CFS presents “Ed Wood”

Ryan Doyle

Two transvestites, a burned-out Hollywood star and a man named Tor walk into the Connelly Cinema. If that sounds like the set-up for a bad joke, you’d be half right. Instead, it’s only the motley characters in director Tim Burton’s ode to one of the worst directors of all time, Ed Wood, in the movie of the same name.

The movie, starring Johnny Depp in his second of four collaborations with Burton, chronicles the apex of Wood’s filmmaking career, including the transvestite piece “Glen or Glenda” (in which Wood, a transvestite himself with a penchant for angora sweaters, plays the cross-dressing title character), “Bride of the Monster” and what is widely regarded as the worst movie ever made, “Plan 9 from Outer Space.”
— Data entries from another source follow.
use std::fmt::Write;

use htmlescape::encode_minimal;

use crate::config::SiteConfig;
use crate::models::{parse_post_date, PostHtml, PostMeta};

const HOT_RELOAD_SCRIPT: &str = r#"
<script>
    const socket = new WebSocket("ws://" + window.location.host + "/ws");
    socket.onmessage = (event) => {
        if (event.data === "reload") {
            window.location.reload();
        }
    };
</script>
"#;

/// A page body plus what goes into the document head.
#[derive(Debug, Clone, PartialEq, Eq)]
pub struct Page {
    pub title: String,
    pub meta: Vec<(String, String)>,
    pub content: String,
}

pub fn render_with_layout(layout: &str, site: &SiteConfig, page: &Page, is_development: bool) -> String {
    let lang = encode_minimal(&site.lang);
    let title = encode_minimal(&page.title);
    let site_title = encode_minimal(&site.title);
    let head_meta = meta_tags(&page.meta);
    let mut html = fill(
        layout,
        &[
            ("lang", lang.as_str()),
            ("title", title.as_str()),
            ("meta", head_meta.as_str()),
            ("site_title", site_title.as_str()),
            ("content", page.content.as_str()),
        ],
    );

    if is_development {
        if let Some(at) = html.rfind("</body>") {
            html.insert_str(at, HOT_RELOAD_SCRIPT);
        }
    }
    html
}

pub fn post_list_page(site: &SiteConfig, posts: &[PostMeta]) -> Page {
    let mut list_items = String::new();
    for post in posts {
        let _ = write!(
            list_items,
            "<li class=\"post-list__item\"><a href=\"/post/{}\" class=\"post-list__item-link\">\
             <span class=\"post-list__item-link-title\">{}</span>\
             <time class=\"post-list__item-link-date\" datetime=\"{}\">{}</time></a></li>",
            encode_minimal(&post.slug),
            encode_minimal(&post.title),
            encode_minimal(&post.created_at),
            encode_minimal(&format_date(&post.created_at, &site.date_format)),
        );
    }

    let mut meta = vec![
        ("description".to_string(), site.description.clone()),
        ("twitter:card".to_string(), "summary".to_string()),
        ("twitter:title".to_string(), site.title.clone()),
        ("twitter:description".to_string(), site.description.clone()),
        ("og:title".to_string(), site.title.clone()),
        ("og:description".to_string(), site.description.clone()),
        ("og:type".to_string(), "website".to_string()),
        ("og:url".to_string(), format!("{}/", site.base_url.trim_end_matches('/'))),
    ];
    if !site.author.is_empty() {
        meta.push(("twitter:creator".to_string(), site.author.clone()));
    }

    Page {
        title: site.title.clone(),
        meta,
        content: format!("<main><ul class=\"post-list\">{list_items}</ul></main>"),
    }
}

/// The rendered body is trusted and injected as-is; everything else is escaped.
pub fn post_page(site: &SiteConfig, post: &PostHtml) -> Page {
    let meta_info = &post.meta;
    let description = if meta_info.description.is_empty() {
        meta_info.title.clone()
    } else {
        meta_info.description.clone()
    };

    let mut meta = vec![
        ("description".to_string(), description.clone()),
        ("twitter:card".to_string(), "summary".to_string()),
        ("twitter:title".to_string(), meta_info.title.clone()),
        ("twitter:description".to_string(), description.clone()),
        ("og:title".to_string(), meta_info.title.clone()),
        ("og:description".to_string(), description),
        ("og:type".to_string(), "article".to_string()),
        (
            "og:url".to_string(),
            format!("{}/post/{}", site.base_url.trim_end_matches('/'), meta_info.slug),
        ),
        ("article:published_time".to_string(), meta_info.created_at.clone()),
    ];
    if let Some(updated_at) = &meta_info.updated_at {
        meta.push(("article:modified_time".to_string(), updated_at.clone()));
    }
    if !site.author.is_empty() {
        meta.push(("twitter:creator".to_string(), site.author.clone()));
        meta.push(("article:author".to_string(), site.author.clone()));
    }

    let content = format!(
        "<main class=\"post\"><article><div class=\"post__info\">\
         <h1 class=\"post__info-title\">{}</h1>\
         <time class=\"post__info-date\" datetime=\"{}\">{}</time></div>\
         <div class=\"post__body\">{}</div></article></main>",
        encode_minimal(&meta_info.title),
        encode_minimal(&meta_info.created_at),
        encode_minimal(&format_date(&meta_info.created_at, &site.date_format)),
        post.html,
    );

    Page {
        title: format!("{} | {}", site.title, meta_info.title),
        meta,
        content,
    }
}

pub fn not_found_page(template: &str, requested: &str) -> Page {
    Page {
        title: "404 Not Found".to_string(),
        meta: Vec::new(),
        content: fill(template, &[("slug", encode_minimal(requested).as_str())]),
    }
}

pub fn error_page(template: &str, title: &str, message: &str) -> Page {
    Page {
        title: title.to_string(),
        meta: Vec::new(),
        content: fill(template, &[("message", encode_minimal(message).as_str())]),
    }
}

/// Formats a `createdAt` value for display, falling back to the raw text
/// when it is not a recognised date or the format string is invalid.
pub fn format_date(created_at: &str, format: &str) -> String {
    let Some(date) = parse_post_date(created_at) else {
        return created_at.to_string();
    };
    let mut out = String::new();
    if write!(out, "{}", date.format(format)).is_err() {
        return created_at.to_string();
    }
    out
}

fn meta_tags(meta: &[(String, String)]) -> String {
    let mut tags = String::new();
    for (key, value) in meta {
        let attribute = if key.starts_with("og:") || key.starts_with("article:") {
            "property"
        } else {
            "name"
        };
        let _ = write!(
            tags,
            "<meta {}=\"{}\" content=\"{}\" />",
            attribute,
            encode_minimal(key),
            encode_minimal(value)
        );
    }
    tags
}

/// Single-pass `{{ key }}` substitution. Unknown keys are left in place and
/// substituted values are never re-scanned.
fn fill(template: &str, values: &[(&str, &str)]) -> String {
    let mut out = String::with_capacity(template.len());
    let mut rest = template;

    while let Some(start) = rest.find("{{") {
        out.push_str(&rest[..start]);
        let after = &rest[start + 2..];
        let Some(end) = after.find("}}") else {
            out.push_str(&rest[start..]);
            return out;
        };

        let key = after[..end].trim();
        match values.iter().find(|(k, _)| *k == key) {
            Some((_, value)) => out.push_str(value),
            None => out.push_str(&rest[start..start + end + 4]),
        }
        rest = &after[end + 2..];
    }

    out.push_str(rest);
    out
}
Along for the ride is a pre-“Sex and the City” Sarah Jessica Parker as Wood’s first wife, Bill Murray as part of Wood’s troupe and Martin Landau in the role of Bela Lugosi, for which he won an Academy Award for Best Supporting Actor.

The film is a labor of love by Burton, whose career has been built on portraying outsiders such as Edward Scissorhands, Batman and even Pee-Wee Herman.

Although Burton had already completed blockbuster hits such as “Edward Scissorhands” and the first two Batman movies when he decided to make Ed Wood, he had to fight to get the movie made. This is because the main character was viewed as a risky subject by many conservative Hollywood studios, though the movie was eventually produced for the meager sum of $18 million dollars.

Ironically, like many of the real-life Woods’ movies, the film performed poorly at the box office. However, the movie holds up over time and is a joy to watch, especially for fans of cinema. Various allusions to that era of film-making are made throughout the movie, including an encounter between Wood and legendary Hollywood director and star Orson Welles, which most likely never occurred in real life. Wood takes us back to a simpler time in American cinema, before the Bruckheimers of the world took over with special effects.

The screening of Ed Wood is the third movie in the Cultural Film and Lecture Series and will be screened Saturday through Monday, Sept. 25th-27th at 7 p.m., with a fourth screening at 3:30 p.m. on that Sunday. Guest speaker Adrienne Redd will introduce the film and lead a discussion after the Monday screening.